According to IRS filings, the organization spent money entirely on executive compensation, with no program expenses of any kind. It has been described as a front group established to discredit environmentalists. In documents obtained during state litigation against tobacco companies, founder Roger Bate described the organization's purpose as part of a larger strategy to portray first-world environmentalists as unconcerned with Black Africans. James Lawrence Powell lists Africa Fighting Malaria as a greenscamming organization that is engaged in climate change denial, a statement that is shared by Haydn Washington and John Cook, who also note that it has been funded by ExxonMobil. According to Powell, the website of Africa Fighting Malaria features articles and commentaries opposing ambitious climate mitigation concepts, even though the dangers of malaria could be exacerbated by global warming.

==Overview and History==
Formed in 2000, AFM's staff members had links with a range of right-wing and free market think tanks including the Competitive Enterprise Institute, Institute of Economic Affairs and Tech Central Station.

AFM promoted the pesticide DDT as a means of fighting malaria. It asserted that global health organizations must be free to employ all available tools to fight malaria and that the limited use of DDT for spraying homes and hospitals is a powerful and necessary tool in this fight.

AFM ran a "Save Children From Malaria" campaign designed to prevent the Stockholm Convention from banning the use of DDT. The coalition consisted of:

- Competitive Enterprise Institute
- Africa Fighting Malaria
- European Science and Environment Forum
- Liberty Institute
- Center for Dissemination of Economic Knowledge (CEDICE)

AFM has not published an Annual Report, or any research, since 2011. The AFM website republishes articles by AFM on a variety of topics, as well as articles on malaria from other sources.

==Funding==
On its website AFM stated that it "receives its funding from a number of different sources, however because of the nature of our work we have a policy of not accepting funds from any government, the insectcides industry or the pharmaceutical industry".

Funders listed on the AFM website include :
- Anglo American Chairman's Fund
- BHP - a mining corporation.
- The Earhart Foundation
- Hedge Funds vs.

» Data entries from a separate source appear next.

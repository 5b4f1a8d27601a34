use serde::{Deserialize, Serialize};

use raaga_core::{Error, Result};

use super::{check_query, top_k, Neighbor, SimilarityStrategy, StrategyKind};
use crate::vector::SparseVector;

/// Exact Euclidean nearest-neighbor search over sparse TF-IDF rows.
///
/// An inverted index from term to the rows containing it makes each query
/// touch only rows that share a term with the query row. Every other row
/// sits at distance `sqrt(|q|² + |x|²)` and is ranked without a dot product.
///
/// Scores are `1 / (1 + distance)`, so identical rows score 1.0.
#[derive(Debug, Clone, PartialEq, Serialize, Deserialize)]
#[serde(from = "NeighborIndexRows", into = "NeighborIndexRows")]
pub struct NeighborIndex {
    dims: usize,
    rows: Vec<SparseVector>,
    norms: Vec<f64>,
    postings: Vec<Vec<(u32, f64)>>,
}

/// Persisted form: the rows alone. Postings and norms are derived.
#[derive(Serialize, Deserialize)]
struct NeighborIndexRows {
    dims: usize,
    rows: Vec<SparseVector>,
}

impl From<NeighborIndexRows> for NeighborIndex {
    fn from(stored: NeighborIndexRows) -> Self {
        Self::index(stored.dims, stored.rows)
    }
}

impl From<NeighborIndex> for NeighborIndexRows {
    fn from(index: NeighborIndex) -> Self {
        Self {
            dims: index.dims,
            rows: index.rows,
        }
    }
}

impl NeighborIndex {
    /// Index `rows`, each a vector in a space of `dims` terms.
    ///
    /// # Errors
    /// `FeatureBuild` if a row has a term index outside `dims`.
    pub fn new(dims: usize, rows: Vec<SparseVector>) -> Result<Self> {
        if let Some((row, max)) = rows
            .iter()
            .enumerate()
            .filter_map(|(i, r)| r.max_index().map(|m| (i, m)))
            .find(|&(_, m)| m as usize >= dims)
        {
            return Err(Error::FeatureBuild(format!(
                "row {row} uses term {max} but the index has {dims} dimensions"
            )));
        }
        let index = Self::index(dims, rows);
        log::info!(
            "Built neighbor index: {} rows, {} dimensions",
            index.rows.len(),
            dims
        );
        Ok(index)
    }

    fn index(dims: usize, rows: Vec<SparseVector>) -> Self {
        let mut postings: Vec<Vec<(u32, f64)>> = vec![Vec::new(); dims];
        for (row, vector) in rows.iter().enumerate() {
            #[allow(clippy::cast_possible_truncation)]
            let row = row as u32;
            for (term, value) in vector.iter() {
                if let Some(list) = postings.get_mut(term as usize) {
                    list.push((row, value));
                }
            }
        }
        let norms = rows.iter().map(SparseVector::norm_squared).collect();
        Self {
            dims,
            rows,
            norms,
            postings,
        }
    }

    /// Check a deserialized index against the catalog and vectorizer it is
    /// meant for.
    ///
    /// # Errors
    /// `ModelNotFit` on any dimensional mismatch.
    pub fn validate(&self, expected_rows: usize, expected_dims: usize) -> Result<()> {
        if self.rows.len() != expected_rows {
            return Err(Error::ModelNotFit(format!(
                "neighbor index has {} rows, catalog has {expected_rows}",
                self.rows.len()
            )));
        }
        if self.dims != expected_dims {
            return Err(Error::ModelNotFit(format!(
                "neighbor index has {} dimensions, vectorizer has {expected_dims}",
                self.dims
            )));
        }
        Ok(())
    }

    #[must_use]
    pub fn dims(&self) -> usize {
        self.dims
    }

    /// Euclidean distance from `index` to every row, in row order.
    fn distances(&self, index: usize) -> Vec<f64> {
        let mut dots = vec![0.0; self.rows.len()];
        for (term, q) in self.rows[index].iter() {
            if let Some(list) = self.postings.get(term as usize) {
                for &(row, x) in list {
                    dots[row as usize] += q * x;
                }
            }
        }
        let q_norm = self.norms[index];
        dots.iter()
            .zip(&self.norms)
            .map(|(dot, x_norm)| (q_norm + x_norm - 2.0 * dot).max(0.0).sqrt())
            .collect()
    }
}

impl SimilarityStrategy for NeighborIndex {
    fn kind(&self) -> StrategyKind {
        StrategyKind::NeighborIndex
    }

    fn len(&self) -> usize {
        self.rows.len()
    }

    fn rank(&self, index: usize, k: usize) -> Result<Vec<Neighbor>> {
        check_query(index, k, self.rows.len())?;

        let candidates: Vec<(usize, f64)> = self
            .distances(index)
            .into_iter()
            .enumerate()
            .filter(|&(j, _)| j != index)
            .collect();

        let ranked = top_k(candidates, k, |a, b| a.1.total_cmp(&b.1).then(a.0.cmp(&b.0)));
        Ok(ranked
            .into_iter()
            .map(|(index, distance)| Neighbor {
                index,
                score: 1.0 / (1.0 + distance),
            })
            .collect())
    }
}
//! Core domain model for raaga.
//!
//! This crate defines the track catalog, the error taxonomy shared by the
//! build and request paths, and the SQLite-backed store that persists
//! derived similarity artifacts.

#![deny(unsafe_code)]
#![warn(missing_debug_implementations)]

pub mod error;
pub mod model;
pub mod schema;

pub use error::{Error, Result};
use rayon::prelude::*;
use serde::{Deserialize, Serialize};

use raaga_core::{Error, Result};

use super::{check_query, top_k, Neighbor, SimilarityStrategy, StrategyKind};
use crate::features::{NumericFeatures, TextFeatures};
use crate::vector::{dense_cosine, sparse_cosine};

/// Relative weights of the numeric and genre similarities.
#[derive(Debug, Clone, Copy, PartialEq, Serialize, Deserialize)]
pub struct CombineWeights {
    pub numeric: f64,
    pub genre: f64,
}

impl Default for CombineWeights {
    fn default() -> Self {
        Self {
            numeric: 0.5,
            genre: 0.5,
        }
    }
}

impl CombineWeights {
    /// Weights rescaled to sum to 1.
    ///
    /// # Errors
    /// `InvalidArgument` if a weight is negative or not finite, or both are 0.
    pub fn normalized(self) -> Result<Self> {
        let valid = |w: f64| w.is_finite() && w >= 0.0;
        if !valid(self.numeric) || !valid(self.genre) {
            return Err(Error::InvalidArgument(format!(
                "similarity weights must be finite and non-negative, got {} and {}",
                self.numeric, self.genre
            )));
        }
        let total = self.numeric + self.genre;
        if total <= 0.0 {
            return Err(Error::InvalidArgument(
                "similarity weights must not both be zero".to_string(),
            ));
        }
        Ok(Self {
            numeric: self.numeric / total,
            genre: self.genre / total,
        })
    }
}

/// Precomputed N×N similarity matrix, row-major.
///
/// `combined[i][j] = w_n · cos(numeric_i, numeric_j) + w_g · cos(genre_i, genre_j)`.
/// Each pair is computed once and written to both cells, so the matrix is
/// exactly symmetric.
#[derive(Debug, Clone, PartialEq, Serialize, Deserialize)]
pub struct DenseCosineMatrix {
    n: usize,
    values: Vec<f32>,
}

impl DenseCosineMatrix {
    /// Build the combined matrix. O(N²) memory; rows are computed in parallel.
    pub fn build(
        numeric: &NumericFeatures,
        genre: &TextFeatures,
        weights: CombineWeights,
    ) -> Result<Self> {
        let weights = weights.normalized()?;
        let n = numeric.len();
        if genre.len() != n {
            return Err(Error::FeatureBuild(format!(
                "numeric features cover {n} rows, genre features {}",
                genre.len()
            )));
        }

        // Row i holds columns i..n (upper triangle including the diagonal).
        #[allow(clippy::cast_possible_truncation)]
        let upper: Vec<Vec<f32>> = (0..n)
            .into_par_iter()
            .map(|i| {
                (i..n)
                    .map(|j| {
                        let a = dense_cosine(&numeric.vectors[i], &numeric.vectors[j]);
                        let b = sparse_cosine(&genre.vectors[i], &genre.vectors[j]);
                        (weights.numeric * a + weights.genre * b).clamp(0.0, 1.0) as f32
                    })
                    .collect()
            })
            .collect();

        let mut values = vec![0.0_f32; n * n];
        for (i, row) in upper.iter().enumerate() {
            for (offset, &value) in row.iter().enumerate() {
                let j = i + offset;
                values[i * n + j] = value;
                values[j * n + i] = value;
            }
        }

        log::info!("Built {n}x{n} dense similarity matrix");
        Ok(Self { n, values })
    }

    /// Check a deserialized matrix against the catalog it is meant for.
    ///
    /// # Errors
    /// `ModelNotFit` on any dimensional mismatch.
    pub fn validate(&self, expected_rows: usize) -> Result<()> {
        if self.n != expected_rows {
            return Err(Error::ModelNotFit(format!(
                "similarity matrix has {} rows, catalog has {expected_rows}",
                self.n
            )));
        }
        if self.values.len() != self.n * self.n {
            return Err(Error::ModelNotFit(format!(
                "similarity matrix holds {} values, expected {}",
                self.values.len(),
                self.n * self.n
            )));
        }
        Ok(())
    }

    #[must_use]
    pub fn get(&self, i: usize, j: usize) -> f32 {
        self.values[i * self.n + j]
    }

    #[must_use]
    pub fn row(&self, i: usize) -> &[f32] {
        &self.values[i * self.n..(i + 1) * self.n]
    }
}

impl SimilarityStrategy for DenseCosineMatrix {
    fn kind(&self) -> StrategyKind {
        StrategyKind::DenseCosine
    }

    fn len(&self) -> usize {
        self.n
    }

    fn rank(&self, index: usize, k: usize) -> Result<Vec<Neighbor>> {
        check_query(index, k, self.n)?;

        let candidates: Vec<(usize, f32)> = self
            .row(index)
            .iter()
            .copied()
            .enumerate()
            .filter(|&(j, _)| j != index)
            .collect();

        let ranked = top_k(candidates, k, |a, b| b.1.total_cmp(&a.1).then(a.0.cmp(&b.0)));
        Ok(ranked
            .into_iter()
            .map(|(index, score)| Neighbor {
                index,
                score: f64::from(score),
            })
            .collect())
    }
}
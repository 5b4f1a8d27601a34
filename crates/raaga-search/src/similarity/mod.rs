//! Ranking strategies.
//!
//! Both strategies answer the same question, "which rows are most similar
//! to row `i`", through [`SimilarityStrategy::rank`]. Callers pick one with
//! [`StrategyKind`] at build time and never see the concrete type.

pub mod dense;
pub mod knn;

pub use dense::{CombineWeights, DenseCosineMatrix};
pub use knn::NeighborIndex;

use serde::{Deserialize, Serialize};
use std::cmp::Ordering;
use std::fmt;
use std::str::FromStr;

use raaga_core::{Error, Result};

/// A ranked row and its similarity score (higher is more similar).
#[derive(Debug, Clone, Copy, PartialEq, Serialize, Deserialize)]
pub struct Neighbor {
    pub index: usize,
    pub score: f64,
}

/// Ranks catalog rows by similarity to an existing row.
pub trait SimilarityStrategy: fmt::Debug + Send + Sync {
    fn kind(&self) -> StrategyKind;

    /// Number of catalog rows the strategy was built over.
    fn len(&self) -> usize;

    fn is_empty(&self) -> bool {
        self.len() == 0
    }

    /// Up to `k` rows other than `index`, best first. Equal scores are
    /// ordered by ascending row index.
    ///
    /// # Errors
    /// `InvalidArgument` if `index` is out of range or `k` is zero.
    fn rank(&self, index: usize, k: usize) -> Result<Vec<Neighbor>>;
}

/// The available strategies.
#[derive(Debug, Clone, Copy, PartialEq, Eq, Hash, Default, Serialize, Deserialize)]
#[serde(rename_all = "snake_case")]
pub enum StrategyKind {
    /// 50/50 blend of numeric cosine and genre TF-IDF cosine, precomputed.
    #[default]
    DenseCosine,
    /// Euclidean nearest neighbors over artist/album/genre TF-IDF.
    NeighborIndex,
}

impl StrategyKind {
    #[must_use]
    pub fn as_str(self) -> &'static str {
        match self {
            Self::DenseCosine => "dense_cosine",
            Self::NeighborIndex => "neighbor_index",
        }
    }
}

impl fmt::Display for StrategyKind {
    fn fmt(&self, f: &mut fmt::Formatter<'_>) -> fmt::Result {
        f.write_str(self.as_str())
    }
}

impl FromStr for StrategyKind {
    type Err = String;

    fn from_str(s: &str) -> std::result::Result<Self, Self::Err> {
        match s.trim().to_ascii_lowercase().replace('-', "_").as_str() {
            "dense_cosine" | "dense" | "cosine" => Ok(Self::DenseCosine),
            "neighbor_index" | "knn" => Ok(Self::NeighborIndex),
            other => Err(format!(
                "unknown strategy '{other}' (expected dense_cosine or neighbor_index)"
            )),
        }
    }
}

pub(crate) fn check_query(index: usize, k: usize, len: usize) -> Result<()> {
    if k == 0 {
        return Err(Error::InvalidArgument(
            "number of results must be positive".to_string(),
        ));
    }
    if index >= len {
        return Err(Error::InvalidArgument(format!(
            "row {index} is out of range for a catalog of {len} tracks"
        )));
    }
    Ok(())
}

/// Keep the best `k` candidates under `cmp` and return them sorted.
///
/// `cmp` must be a total order (ties broken by index) so the result does not
/// depend on the selection algorithm.
pub(crate) fn top_k<T, F>(mut items: Vec<T>, k: usize, cmp: F) -> Vec<T>
where
    F: Fn(&T, &T) -> Ordering,
{
    if k < items.len() {
        items.select_nth_unstable_by(k, &cmp);
        items.truncate(k);
    }
    items.sort_unstable_by(&cmp);
    items
}
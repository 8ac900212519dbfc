//! Domain model - product groups, variants, categories and reference data.
//! These types are independent of the wire format; see `api::wire` for the
//! backend's JSON shapes.

pub mod category;
pub mod group;
pub mod input;
pub mod reference;
pub mod variant;

pub use category::{AttributeProfile, AttributeRule, Category};
pub use group::{GroupId, ProductGroup};
pub use input::{coerce_price, coerce_stock, sanitize_price};
pub use reference::{Color, ColorRef, Size, SizeRef};
pub use variant::{ProductVariant, StockLevel, VariantId};
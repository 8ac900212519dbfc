/// Catalog view state: groups, search, aggregates and category sections
pub mod catalog;
/// Top-level workflow over the catalog, the form session and the API
pub mod inventory;
/// Variant create/update reconciliation against the remote catalog
pub mod reconcile;
/// Create/edit form state machine, reference data and image uploads
pub mod session;

pub use catalog::{CatalogStats, CatalogView, CategorySection};
pub use inventory::Inventory;
pub use reconcile::{Reconciler, Reconciliation};
pub use session::{FormSession, SessionMode, UploadState, UploadTarget};
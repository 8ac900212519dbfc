//! Jewelry inventory catalog client
//!
//! Loads product groups (rings, necklaces, ...) from the remote catalog API,
//! keeps them in a searchable view, and saves edits made through a form
//! session by creating and updating variants concurrently.

// Deny the most critical lints that could lead to bugs or security issues
#![deny(
    // Security and correctness
    unsafe_code,
    unsafe_op_in_unsafe_fn,

    // Code quality - things that are almost always bugs
    unreachable_code,
    unreachable_patterns,
    unused_must_use,

    // Documentation - broken links are bugs
    rustdoc::broken_intra_doc_links,
    rustdoc::private_intra_doc_links,
)]
// Warn on things that should be fixed but aren't necessarily bugs
#![warn(
    // Documentation - missing docs should be added gradually
    missing_docs,

    // Clippy categories for overall code quality
    clippy::all,
    clippy::pedantic,
    clippy::nursery,

    // Performance
    clippy::inefficient_to_string,
    clippy::large_types_passed_by_value,
    clippy::needless_pass_by_value,
    clippy::unnecessary_wraps,

    // Correctness
    clippy::clone_on_ref_ptr,
    clippy::dbg_macro,
    clippy::exit,
    clippy::expect_used,
    clippy::float_cmp,
    clippy::panic,
    clippy::todo,
    clippy::unimplemented,
    clippy::unwrap_used,

    // Complexity and readability
    clippy::cognitive_complexity,
    clippy::large_enum_variant,
    clippy::match_same_arms,
    clippy::too_many_lines,

    // Style consistency
    clippy::enum_glob_use,
    clippy::inconsistent_struct_constructor,
    clippy::missing_errors_doc,
    clippy::missing_panics_doc,
    clippy::must_use_candidate,
    clippy::redundant_closure_for_method_calls,
    clippy::semicolon_if_nothing_returned,
    clippy::wildcard_imports,

    // Future compatibility
    future_incompatible,
    rust_2018_idioms,
)]
// Allow some pedantic lints that are too noisy or not applicable
#![allow(
    clippy::module_name_repetitions,  // Common pattern in Rust
    clippy::missing_errors_doc,        // Will add gradually
    clippy::missing_panics_doc,        // Will add gradually
)]

/// Remote catalog API client and wire records
pub mod api;
/// Session-scoped reference data (colors and sizes)
pub mod cache;
/// Configuration loading from catalog.toml and the environment
pub mod config;
/// Catalog view, form session and variant reconciliation
pub mod core;
/// Unified error types and result handling
pub mod errors;
/// Domain types: groups, variants, categories and reference data
pub mod models;

#[cfg(test)]
pub mod test_utils;
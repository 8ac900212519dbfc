//! Product groups: a named product with its ordered list of variants.

use crate::models::{Category, ProductVariant, VariantId};
use serde::{Deserialize, Serialize};
use std::fmt;

/// Group identifier. Groups loaded from the backend have numeric ids; groups
/// added locally may not.
#[derive(Debug, Clone, PartialEq, Eq, Hash, Serialize, Deserialize)]
#[serde(transparent)]
pub struct GroupId(String);

impl GroupId {
    #[must_use]
    pub fn remote(id: i64) -> Self {
        Self(id.to_string())
    }

    /// The server id, if this is one.
    #[must_use]
    pub fn as_remote(&self) -> Option<i64> {
        self.0.parse().ok()
    }

    #[must_use]
    pub fn as_str(&self) -> &str {
        &self.0
    }
}

impl From<&str> for GroupId {
    fn from(value: &str) -> Self {
        Self(value.to_string())
    }
}

impl fmt::Display for GroupId {
    fn fmt(&self, f: &mut fmt::Formatter<'_>) -> fmt::Result {
        f.write_str(&self.0)
    }
}

/// A catalog entry such as "Anillo Corazón" with its variants.
#[derive(Debug, Clone, PartialEq, Serialize, Deserialize)]
pub struct ProductGroup {
    pub id: GroupId,
    pub name: String,
    pub description: String,
    pub category: Category,
    /// Image reference; empty when the group has none
    pub image: String,
    pub material: String,
    pub sales_group_id: Option<i64>,
    pub variants: Vec<ProductVariant>,
}

impl ProductGroup {
    /// Sum of stock over every variant.
    #[must_use]
    pub fn total_stock(&self) -> u64 {
        self.variants.iter().map(|v| u64::from(v.stock)).sum()
    }

    /// True when total stock is under `threshold`.
    #[must_use]
    pub fn is_low_stock(&self, threshold: u64) -> bool {
        self.total_stock() < threshold
    }

    #[must_use]
    pub fn variant(&self, id: &VariantId) -> Option<&ProductVariant> {
        self.variants.iter().find(|v| &v.id == id)
    }

    /// Case-insensitive substring match on name or description. An empty
    /// needle matches everything.
    #[must_use]
    pub fn matches(&self, needle: &str) -> bool {
        let needle = needle.to_lowercase();
        self.name.to_lowercase().contains(&needle)
            || self.description.to_lowercase().contains(&needle)
    }
}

Malaria & Pneumonia
- The Ohrstrom Foundation
- The Thiel Foundation
- The Swordspoint Foundation

Other sources of funding:

- Legatum Institute

==People==

===Staff===
- Roger Bate - A fellow of the American Enterprise Institute and Competitive Enterprise Institute, and founder of the European Science and Environment Forum.
- Lorraine Mooney - Previously director of the European Science and Environment Forum.
- Francois Maartens
- Carlos Odora
- Richard Tren - Director. Also a fellow of the Institute of Economic Affairs, and analyst for the Free Market Foundation.
- Jasson Urbach - South African Director. Also a director of the Free Market Foundation of South Africa.

===Board===
- Roger Bate
- Richard Tren
- Lance Laifer - co-founder of Hegde Fund vs. Malaria & Pneumonia
- Gerry Ohrstrom - of the Ohrstrom Foundation, Inc. Also affiliated with the Reason Foundation, the Property and Environment Research Center, the International Policy Network, and the American Council on Science and Health.
- Donald Roberts - an emeritus professor of tropical public health at the Uniformed Services University of the Health Sciences.